The original inspiration for the project was Big Mess O' Wires' Mac ROMinator. When I heard it was being discontinued, I tried to come up with a worthy replacement. ROMBUS implements a 16-bit-wide interface to four SPI flash memory chips. The idea is to get the flash chips into quad read/write mode, in which four bits can be read or written at once from each of four flash memories, thus making a 16-bit interface.
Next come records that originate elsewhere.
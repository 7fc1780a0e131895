//! Fréchet distance between embedding distributions
//!
//! Each embedding set is summarised by its mean and its unbiased covariance,
//! and the two Gaussians are compared with
//! `||mu_r - mu_f||^2 + tr(S_r) + tr(S_f) - 2 tr((S_r^1/2 S_f S_r^1/2)^1/2)`.
//! The trace term equals `tr((S_r S_f)^1/2)`, so the distance is symmetric in
//! its arguments up to rounding.

use nalgebra::{DMatrix, DVector, SymmetricEigen};

use crate::error::{Error, Result};

/// Distance between a set of real and a set of generated embeddings
pub trait DistanceScorer: Send + Sync {
    /// Non-negative score; lower means the distributions are closer
    fn score(&self, real: &[Vec<f64>], fake: &[Vec<f64>]) -> Result<f64>;
}

/// Fréchet (FID-style) distance
#[derive(Debug, Clone, Copy, Default)]
pub struct FrechetDistance;

impl DistanceScorer for FrechetDistance {
    fn score(&self, real: &[Vec<f64>], fake: &[Vec<f64>]) -> Result<f64> {
        if real.len() < 2 || fake.len() < 2 {
            return Err(Error::InsufficientSamples {
                real: real.len(),
                fake: fake.len(),
            });
        }

        let dim = real[0].len();
        if dim == 0 || real.iter().chain(fake).any(|e| e.len() != dim) {
            return Err(Error::Evaluation(
                "embeddings must be non-empty and share one length".to_string(),
            ));
        }

        let (mu_real, cov_real) = moments(real, dim);
        let (mu_fake, cov_fake) = moments(fake, dim);

        let root_real = psd_sqrt(cov_real.clone());
        let product = &root_real * &cov_fake * &root_real;
        let product = (&product + product.transpose()) * 0.5;
        let trace_covmean: f64 = SymmetricEigen::new(product)
            .eigenvalues
            .iter()
            .map(|&l| l.max(0.0).sqrt())
            .sum();

        let mean_term = (&mu_real - &mu_fake).norm_squared();
        let distance = mean_term + cov_real.trace() + cov_fake.trace() - 2.0 * trace_covmean;

        if !distance.is_finite() {
            return Err(Error::Evaluation(format!(
                "distance is not finite ({distance})"
            )));
        }

        Ok(distance.max(0.0))
    }
}

/// Mean vector and unbiased (n - 1) covariance of row samples
fn moments(samples: &[Vec<f64>], dim: usize) -> (DVector<f64>, DMatrix<f64>) {
    let n = samples.len();
    let data = DMatrix::from_fn(n, dim, |i, j| samples[i][j]);

    let mean = DVector::from_fn(dim, |j, _| data.column(j).sum() / n as f64);
    let centered = DMatrix::from_fn(n, dim, |i, j| data[(i, j)] - mean[j]);
    let cov = (centered.transpose() * &centered) / (n as f64 - 1.0);

    (mean, cov)
}

/// Square root of a symmetric positive semi-definite matrix.
///
/// Negative eigenvalues from rounding are clamped to zero.
fn psd_sqrt(matrix: DMatrix<f64>) -> DMatrix<f64> {
    let eigen = SymmetricEigen::new(matrix);
    let roots = eigen.eigenvalues.map(|l| l.max(0.0).sqrt());
    &eigen.eigenvectors * DMatrix::from_diagonal(&roots) * eigen.eigenvectors.transpose()
}
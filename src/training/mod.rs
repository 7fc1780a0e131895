//! Training module for DCGAN
//!
//! This module provides:
//! - Training loop implementation with evaluation and checkpoint hand-off
//! - Loss functions (Binary Cross Entropy)
//! - Adam optimizer with checkpointable state
//! - Fréchet distance scoring and epoch reporting
//! - Training configuration and metrics

mod fid;
mod losses;
mod metrics;
mod optimizer;
mod reporter;
mod state;
mod trainer;

pub use fid::{DistanceScorer, FrechetDistance};
pub use losses::{bce_with_logits, discriminator_loss, discriminator_loss_smoothed, generator_loss};
pub use metrics::{
    EMATracker, EpochAccumulator, EpochSummary, HistoryRow, LossRecord, PairScore, TrainingHistory,
};
pub use optimizer::{Adam, AdamParams, OptimizerState};
pub use reporter::{EpochReporter, SAVE_NOTICE};
pub use state::{StateSnapshot, TrainingState};
pub use trainer::{discriminator_step, generator_step, LatentSampler, Trainer, TrainingConfig};
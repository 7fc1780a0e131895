//! Data module providing batches of real images for training
//!
//! This module provides:
//! - The `DatasetSource` contract the training loop pulls epochs from
//! - An in-memory `DataLoader` for tensors already resident on the device
//! - An `ImageFolder` source decoding images lazily from disk
//! - A `Prefetched` adapter that decodes ahead on a worker thread

mod images;
mod loader;
mod prefetch;

pub use images::{save_images, ImageFolder};
pub use loader::{DataLoader, EpochIter};
pub use prefetch::{PrefetchIter, Prefetched};

use candle_core::Tensor;

use crate::error::Result;

/// A batch of samples, shaped `[batch, channels, height, width]`, values in `[-1, 1]`.
pub type Batch = Tensor;

/// Source of real samples, iterated once per epoch.
///
/// Each call to `iterate_epoch` starts a fresh, finite pass over the data
/// (possibly reshuffled). The returned iterator owns everything it needs so
/// it can be moved to a prefetch thread.
pub trait DatasetSource {
    /// Lazy sequence of batches for one pass.
    type Iter: Iterator<Item = Result<Batch>>;

    /// Start a new pass over the dataset.
    fn iterate_epoch(&mut self) -> Self::Iter;

    /// Number of batches per pass, when known up front.
    fn num_batches(&self) -> Option<usize> {
        None
    }
}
ROMBUS interfaces with Mac Plus via the Mac's two ROM sockets. To store a patched toolbox ROM with the flash driver, there are two sockets on ROMBUS which can each accommodate a 512 kilobyte flash ROM, making a total of 1 MB of parallel flash ROM. The Mac Plus has 128 kB of ROM, but can address 256 kB through the sockets, so bank-switching is required to access the total 1 MB capacity. Because the R/W signal is not sent to the ROM socket, writing to the 64 MB serial flash and 1 MB parallel flash is accomplished by bank selection.

I have had boards for this project in hand for 6 months or so, and the CPLD programming is done too, save for any tweaks or bug fixes:

IMG_0848.JPG

Actually, this is the second revision (GW4101B). The first revision (GW4101A) is basically electrically identical, so the same driver and CPLD programming will work on both, but the flash memory land patterns are wrong, so the GW4201A one can only accommodate 16 MB serial flash despite the board advertising itself as a "32 MB Disk."

I will be releasing the design files for this product soon, under some kind of open-source license, probably GPL, so anyone can make (or sell) their own, or make improvements. We (at Garrett's Workshop) have just finished our SMD assembly line, and we will be selling the card for $40 USD, shipped to the US. Not sure if many will purchase it, since BMOW says his ROMinator was not too popular, but the price strikes me as fair, and I am pleased to have eliminated the need to jumper the R/W signal and the couple of address signals like you have to in order to install the ROMinator. We have 20 of the 64 MB boards, but I want to gauge the interest to see if I oughta order more in preparation for a product launch. 

Now, what I need help with is the driver. I have looked at the drivers for the ROMinator and BBraun's previous work, but the way to access the flash memory is different, plus there oughta be a wear-leveling scheme to minimize erase time overhead and maintain the endurance of the flash. (I have a fair solution for the wear-leveling but it takes 256 kB of memory for a 64 MB disk.) My hope is that some other skilled members of the community can assist with the driver development, and then the whole thing can be put onto GitHub for others to build themselves, improve, learn from, etc. And of course we will sell the boards for $40 each, which we think is fair.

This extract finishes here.